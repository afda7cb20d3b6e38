//! 입력 파일 탐색 모듈
//!
//! 입력 디렉토리를 재귀 탐색하여 인식 가능한 형태의 파일
//! (`.json`, `.jsonl`, `.json.part-N`)을 수집합니다.
//! 선택적으로 glob 패턴으로 파일 이름을 필터링합니다.

use glob::Pattern;
use std::path::{Path, PathBuf};
use walkdir::WalkDir;

use crate::error::{Result, SconvertError};

/// 파일 이름이 인식 가능한 입력 형태인지 확인
///
/// # Examples
/// ```
/// use sconvert::discovery::is_candidate_name;
///
/// assert!(is_candidate_name("data.json"));
/// assert!(is_candidate_name("data.JSONL"));
/// assert!(is_candidate_name("corpus.json.part-07"));
/// assert!(!is_candidate_name("notes.txt"));
/// ```
pub fn is_candidate_name(name: &str) -> bool {
    let lower = name.to_ascii_lowercase();
    if lower.ends_with(".json") || lower.ends_with(".jsonl") {
        return true;
    }
    // 파트 파일: X.json.part-N
    if let Some(rest) = lower
        .find(".json.part-")
        .map(|idx| &lower[idx + ".json.part-".len()..])
    {
        return !rest.is_empty() && rest.bytes().all(|b| b.is_ascii_digit());
    }
    false
}

/// 입력 경로에서 후보 파일 목록 수집
///
/// 경로가 파일이면 그 파일 하나만 반환하고, 디렉토리이면 재귀 탐색
/// 결과를 정렬하여 반환합니다 (결정적 순서).
///
/// # Arguments
/// * `input` - 입력 파일 또는 디렉토리 경로
/// * `pattern` - 선택적 glob 파일 이름 필터 (예: `"*_SUM_*"`)
/// * `max_depth` - 최대 탐색 깊이 (None이면 무제한)
pub fn collect_input_files(
    input: &Path,
    pattern: Option<&str>,
    max_depth: Option<usize>,
) -> Result<Vec<PathBuf>> {
    if !input.exists() {
        return Err(SconvertError::InputNotFound {
            path: input.to_path_buf(),
        });
    }

    if input.is_file() {
        return Ok(vec![input.to_path_buf()]);
    }

    let compiled = pattern
        .map(|p| {
            Pattern::new(p).map_err(|_| SconvertError::InvalidPattern {
                pattern: p.to_string(),
            })
        })
        .transpose()?;

    let walker = if let Some(max_depth) = max_depth {
        WalkDir::new(input).max_depth(max_depth)
    } else {
        WalkDir::new(input)
    };

    let mut files: Vec<PathBuf> = walker
        .into_iter()
        .filter_map(|e| e.ok())
        .filter(|e| e.path().is_file())
        .filter(|e| {
            e.path()
                .file_name()
                .and_then(|s| s.to_str())
                .map(|name| {
                    is_candidate_name(name)
                        && compiled.as_ref().map(|p| p.matches(name)).unwrap_or(true)
                })
                .unwrap_or(false)
        })
        .map(|e| e.path().to_path_buf())
        .collect();

    files.sort();

    Ok(files)
}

·····

(PROBLEM DETAILS):
Copy out every line of the data that includes the word "Option".

(ANSWER AREA):
    pattern: Option<&str>,
    max_depth: Option<usize>,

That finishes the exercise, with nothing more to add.